Almost analogous to a AA member admitting that there is a higher power. *grin.

Avatar of fillup88

Thank you for your posts. I think i'm moving on to poker, i'm better at bluffing. Sealed. Seriously though, i am a student of finance and i find chess to be a phenomenal challenge. I enjoy it and find it quite intriguing, yet I feel that because i started so late, i will never be able to "master" the art of truly understanding all the theory behind it or at least enough of it to make me a half decent player. If you are telling me that creativity doesn't play as much a role as having seen half the moves, then i'll never catch up.
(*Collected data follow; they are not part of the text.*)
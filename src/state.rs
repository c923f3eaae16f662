//! Opaque render-state and transform values.
//!
//! The graph core never interprets these beyond the `is_empty` /
//! `is_identity` fast paths; they are immutable, `Arc`-shared values attached
//! to every node snapshot. The shared empty/identity singletons make the
//! fast-path checks a pointer comparison in the common case.

use std::sync::Arc;

use bitflags::bitflags;
use glam::{Affine3A, Vec3};
use once_cell::sync::Lazy;

bitflags! {
    /// Render-state toggles carried by a node.
    #[derive(Clone, Copy, Debug, PartialEq, Eq, Hash, Default)]
    pub struct StateFlags: u32 {
        const TWO_SIDED       = 1 << 0;
        const WIREFRAME       = 1 << 1;
        const DEPTH_WRITE_OFF = 1 << 2;
        const TRANSPARENT     = 1 << 3;
    }
}

static EMPTY_STATE: Lazy<Arc<RenderState>> = Lazy::new(|| {
    Arc::new(RenderState {
        flags: StateFlags::empty(),
        draw_order: 0,
    })
});

/// Immutable render-state bundle.
#[derive(Debug, Clone, PartialEq, Eq, Hash)]
pub struct RenderState {
    pub flags: StateFlags,
    pub draw_order: i32,
}

impl RenderState {
    /// The shared empty state every new node starts with.
    #[must_use]
    pub fn empty() -> Arc<Self> {
        Arc::clone(&EMPTY_STATE)
    }

    #[must_use]
    pub fn new(flags: StateFlags, draw_order: i32) -> Arc<Self> {
        Arc::new(Self { flags, draw_order })
    }

    #[must_use]
    pub fn is_empty(&self) -> bool {
        self.flags.is_empty() && self.draw_order == 0
    }
}

static IDENTITY_TRANSFORM: Lazy<Arc<Transform>> = Lazy::new(|| {
    Arc::new(Transform {
        mat: Affine3A::IDENTITY,
    })
});

/// Immutable local transform of a node.
///
/// Stored as an affine matrix; nodes whose transform is the shared identity
/// skip the bounding-volume transform step entirely.
#[derive(Debug, Clone, PartialEq)]
pub struct Transform {
    mat: Affine3A,
}

impl Transform {
    /// The shared identity transform every new node starts with.
    #[must_use]
    pub fn identity() -> Arc<Self> {
        Arc::clone(&IDENTITY_TRANSFORM)
    }

    #[must_use]
    pub fn from_matrix(mat: Affine3A) -> Arc<Self> {
        Arc::new(Self { mat })
    }

    #[must_use]
    pub fn from_translation(translation: Vec3) -> Arc<Self> {
        Arc::new(Self {
            mat: Affine3A::from_translation(translation),
        })
    }

    #[must_use]
    pub fn is_identity(&self) -> bool {
        self.mat == Affine3A::IDENTITY
    }

    #[inline]
    #[must_use]
    pub fn matrix(&self) -> &Affine3A {
        &self.mat
    }
}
I'm not sure i'm crazy about that because I like to think that my intuition, creativity and vision have a place to compete with someone who is about memorizing the moves. 

Avatar of Shivsky

Nobody ever said there was no creativity, vision and intuition in chess.   We've got 400+ years of documented masterpieces to argue with.   People who memorize moves seldom go far so I wouldn't worry about facing them, period. Bluffing and psychological warfare EXISTS ... both at the Master level and even more so at the club-level. 

Though I'd mention that one has to crawl before one walks.  You can't suddenly jump from "not understanding" to "understanding it all".  Nor can you expect your creativity and art-like vision to transfer to the canvas if you can't hold a brush right...or use the right brush, for that matter.

In your case, I'd just say you shouldn't treat this game as a massive uphill climb where you HAVE to reach some summit of competence before you deem yourself worthy of playing.    Explore it, enjoy it and take from it what you like and if you can't understand something, try not to "force" things .... chances are, you merely need to ramp up to figuring stuff out with practice/experience.

Consult with a stronger player and find out what ails your game, he'll set you on the right course for improvement.  Once you get comfortable,  your creative juices will find no better outlet than this wonderful game.

Avatar of ErrantDeeds

I'm with Shivsky. Saying that there is little creativity in chess because you have to know the technique is like saying there is no creativity in piano playing because you have to learn to read music.

Avatar of orangehonda

Yeah, I agree.  I once played a natural talent who didn't play the "right" moves all the time, but he was very thoughtful about his moves and he let his ideas shine though.  If he had an idea he thought it out and made it work.  These types of players with understanding or purpose behind their moves will always be stronger than the equivalent player who simply has memorized things.  The guy I played was probably a stronger player than I am now.

I also agree with Shivsky's art analogy, good post.

Avatar of Shivsky

Not necessarily "my" analogy, borrowing off a "I am an artist on a canvas" comment in a Kramnik interview not so long ago *grin.

Avatar of avanishb

fascinating...i think creativity is the basis of all real successes...and the scarcest resource...and unclear if it can be taught...

Avatar of Shakaali

Great post by baronspam (#6)Cool.

I will only add that if you really learn to understand the typical ideas and plans of particular opening variation instead of just memorising moves this knowledge is also going to help you when your opponent plays a move you haven't seen before. Altough the position after this is a new one to you it's still very close to others you know and this will help you to look in the right direction, to look for the ideas typical for these kind of positions.